Modest increases in season ticket prices would be accepted by most fans but the startling hikes at Nottingham Forest, and the club’s insensitive handling of the situation, have resulted in an understandable backlash from supporters. There are really good people working at the City Ground, not least on comms, people who care deeply about the club, who care about the fans. So it must have been particularly jarring for loyal season ticket holders to read the tweet on Forest’s official site late on Tuesday night crowing that “now over 11,000 fans signed up to our Official Season Card Waiting List since launch. An incredible demonstration of the huge demand to follow Forest. Thank you.”

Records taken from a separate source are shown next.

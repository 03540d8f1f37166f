/// Error taxonomy for the MLSAG signer core
///
/// Every entry function returns either a populated buffer or one of these; on error the
/// buffer's contents are unspecified and must not be read.
#[derive(Debug, thiserror::Error)]
pub enum Error {
    /// Ring too small, index out of range, non-rectangular matrix, mismatched secret or
    /// output vector sizes, or a wrong output-buffer size
    #[error("invalid argument: {0}")]
    InvalidArgument(&'static str),

    /// A non-empty multisig (`kLRki`) input was supplied; this path is intentionally
    /// closed rather than silently producing a single-signer signature
    #[error("not implemented: {0}")]
    NotImplemented(&'static str),

    /// A curve primitive signaled an internal error, e.g. decoding a malformed point
    #[error("crypto failure: {0}")]
    CryptoFailure(&'static str),

    /// The caller-supplied output buffer does not match the size the layout requires
    #[error("buffer overflow: {0}")]
    BufferOverflow(&'static str),
}

/// Result alias used throughout the signer core
pub type Result<T> = std::result::Result<T, Error>;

Where to start on this? First, it felt almost threatening to those loyal fans, those who have been there through thick and thin, working out whether they could afford the increases during a cost-of-living crisis. Second, do those who have forked out £10 to go on the list all want to follow Forest in the Championship should they fall? Were they fully aware of the imminent increases when signing up? Thirdly, it’s divisive, setting supporters against each other. It all seems completely against what Forest have always stood for, that bond between terrace and team that the late, great Brian Clough spoke of.
“Forest are magic, on and off the pitch”, they sing loudly at the City Ground. That relates to pride in their team and pride in their own commitment. The connection with the team remains but this rift with the board arrives at the worst time. Forest have lost only once in five, are 17th, a point ahead of Luton Town and are making a fight of it. Nuno’s team need unconditional support in their final two home games of the season, the visits of Manchester City and Chelsea. They need their fans’ defiance on the road against Everton, Sheffield United and Burnley. Forest’s board should be fostering a siege mentality, railing the points deductions, not division.

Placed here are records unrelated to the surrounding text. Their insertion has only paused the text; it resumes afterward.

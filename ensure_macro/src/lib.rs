/// This macro is based off the `ensure!` macro in dtolnay's anyhow crate,
/// but made to return `std::error::Error` instead of `anyhow::Error`
///
/// A macro similar to `assert!` but returns an `std::error::Error` instead of panicking
///
/// This macro is equivalent to `if !$cond { return Err($err); }`.
///
/// ```
/// # use ensure_macro::ensure;
/// # #[derive(Debug)]
/// enum ExampleError {
///     Example
/// }
/// #
/// # impl std::fmt::Display for ExampleError {
/// #     fn fmt(&self, f: &mut std::fmt::Formatter) -> std::fmt::Result {
/// #         write!(f, "Example Error");
/// #         Ok(())
/// #     }
/// # }
///
/// impl std::error::Error for ExampleError { }
///
/// # fn main() -> Result<(), ExampleError> {
/// ensure!((1 < 2), ExampleError::Example);
/// #    Ok(())
/// # }
///
/// ```
#[macro_export]
macro_rules! ensure {
    ($cond:expr, $err:expr) => {
        if !$cond {
            return Err($err);
        }
    };
}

This is no time to be alienating the faithful with what the Nottingham Forest Supporters’ Trust call “totally disproportionate” rises, leading to “many (fans) will now be priced out of renewing”. Fans in the Trent End immediately posted anger at 20% increases. The 18/19-24 age-group, always a price-sensitive category including students and those leaving home for the first time, face a huge hike as adult tickets will be 18-65. And these, often, are the lungs of a stadium, the atmosphere generators. Forest risk losing a generation of fans.
Forest’s owner, Evangelos Marinakis, could have strengthened that bond by bucking the trend elsewhere, kept increases to a minimum, and nurtured further a sense of all being in it together, motivated and magic on and off the pitch. For an intelligent man, Marinakis has not thought this through. After one game, I was invited into Marinakis’ room for a short audience. It was last year, during some of the regular tension about Steve Cooper’s future as head coach. I was – am – an admirer of Cooper’s coaching and man-management skills. So I sat down opposite Marinakis, looked across a table of fruit salads and soft drinks, and listened to the Greek shipping magnate on players, coaches and the media.

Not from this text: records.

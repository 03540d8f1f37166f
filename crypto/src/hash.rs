use sha3::{Digest, Keccak256};

/// Raw bytes of a 32-byte Keccak digest
pub type Hash256Data = [u8; 32];

/// A 32-byte Keccak-256 digest ("cn_fast_hash" in Monero's own terminology)
#[derive(Clone, Copy, PartialEq, Eq, Default, Hash, serde::Serialize, serde::Deserialize)]
pub struct Hash256(Hash256Data);

impl Hash256 {
    /// The all-zero hash
    pub fn null_hash() -> Self {
        Hash256([0; 32])
    }

    /// Raw bytes of this digest
    pub fn data(&self) -> &Hash256Data {
        &self.0
    }
}

impl std::fmt::Debug for Hash256 {
    fn fmt(&self, f: &mut std::fmt::Formatter) -> std::fmt::Result {
        write!(f, "Hash256({})", hex::encode(self.0))
    }
}

impl std::convert::TryFrom<&str> for Hash256 {
    type Error = hex::FromHexError;

    fn try_from(value: &str) -> Result<Self, Self::Error> {
        let bytes = hex::decode(value)?;
        if bytes.len() != 32 {
            return Err(hex::FromHexError::InvalidStringLength);
        }
        let mut data = [0u8; 32];
        data.copy_from_slice(&bytes);
        Ok(Hash256(data))
    }
}

/// Incremental Keccak-256 hasher used throughout signing
///
/// Wraps [`sha3::Keccak256`] with the `input`/`result`/`result_reset` names the rest of
/// this codebase expects, so call sites read the same whether they're chaining a running
/// hash or asking for a one-shot digest.
pub struct CNFastHash(Keccak256);

impl CNFastHash {
    /// Start a fresh hasher
    pub fn new() -> Self {
        CNFastHash(Keccak256::new())
    }

    /// Absorb more data into the running hash
    pub fn input(&mut self, data: impl AsRef<[u8]>) {
        self.0.update(data);
    }

    /// Finalize and reset, so the hasher can be reused for the next link in a chain
    pub fn result_reset(&mut self) -> Hash256Data {
        self.0.finalize_reset().into()
    }

    /// Consume the hasher and finalize
    pub fn result(self) -> Hash256Data {
        self.0.finalize().into()
    }

    /// One-shot digest of a single buffer
    pub fn digest(data: impl AsRef<[u8]>) -> Hash256Data {
        Keccak256::digest(data).into()
    }
}

impl Default for CNFastHash {
    fn default() -> Self {
        Self::new()
    }
}

#[cfg(test)]
mod tests {
    use super::*;

    #[test]
    fn digest_is_32_bytes_and_deterministic() {
        let a = CNFastHash::digest(b"de omnibus dubitandum");
        let b = CNFastHash::digest(b"de omnibus dubitandum");
        assert_eq!(a, b);
        assert_eq!(a.len(), 32);
    }

    #[test]
    fn result_reset_matches_digest() {
        let mut hasher = CNFastHash::new();
        hasher.input(b"abundans");
        hasher.input(b"cautela");
        let chained = hasher.result_reset();

        let oneshot = CNFastHash::digest(b"abundanscautela");
        assert_eq!(chained, oneshot);
    }
}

Some club owners, past and present, are pigeonholed as detached, unaware, unthinking when they must have nous and a work ethic to be at the top of their businesses. I once met Mike Ashley in the Newcastle United boardroom, invited up after swimming the Tyne for a local charity, and even in the 90 seconds I was in his company, his ferocious, puzzle-solving mind was obvious. He attacked a couple of issues in the footballing headlines with all the dexterity of a Rubik’s Cube speedcubers, and explained how he would solve them. No eye contact, though.
Marinakis, patently, is not a stupid person. But he is doing short-sighted things. A great skill in life, personally and professionally, is to listen. Marinakis does not appear to be listening to people at the club or in the Supporters’ Trust or Fan Advisory Board.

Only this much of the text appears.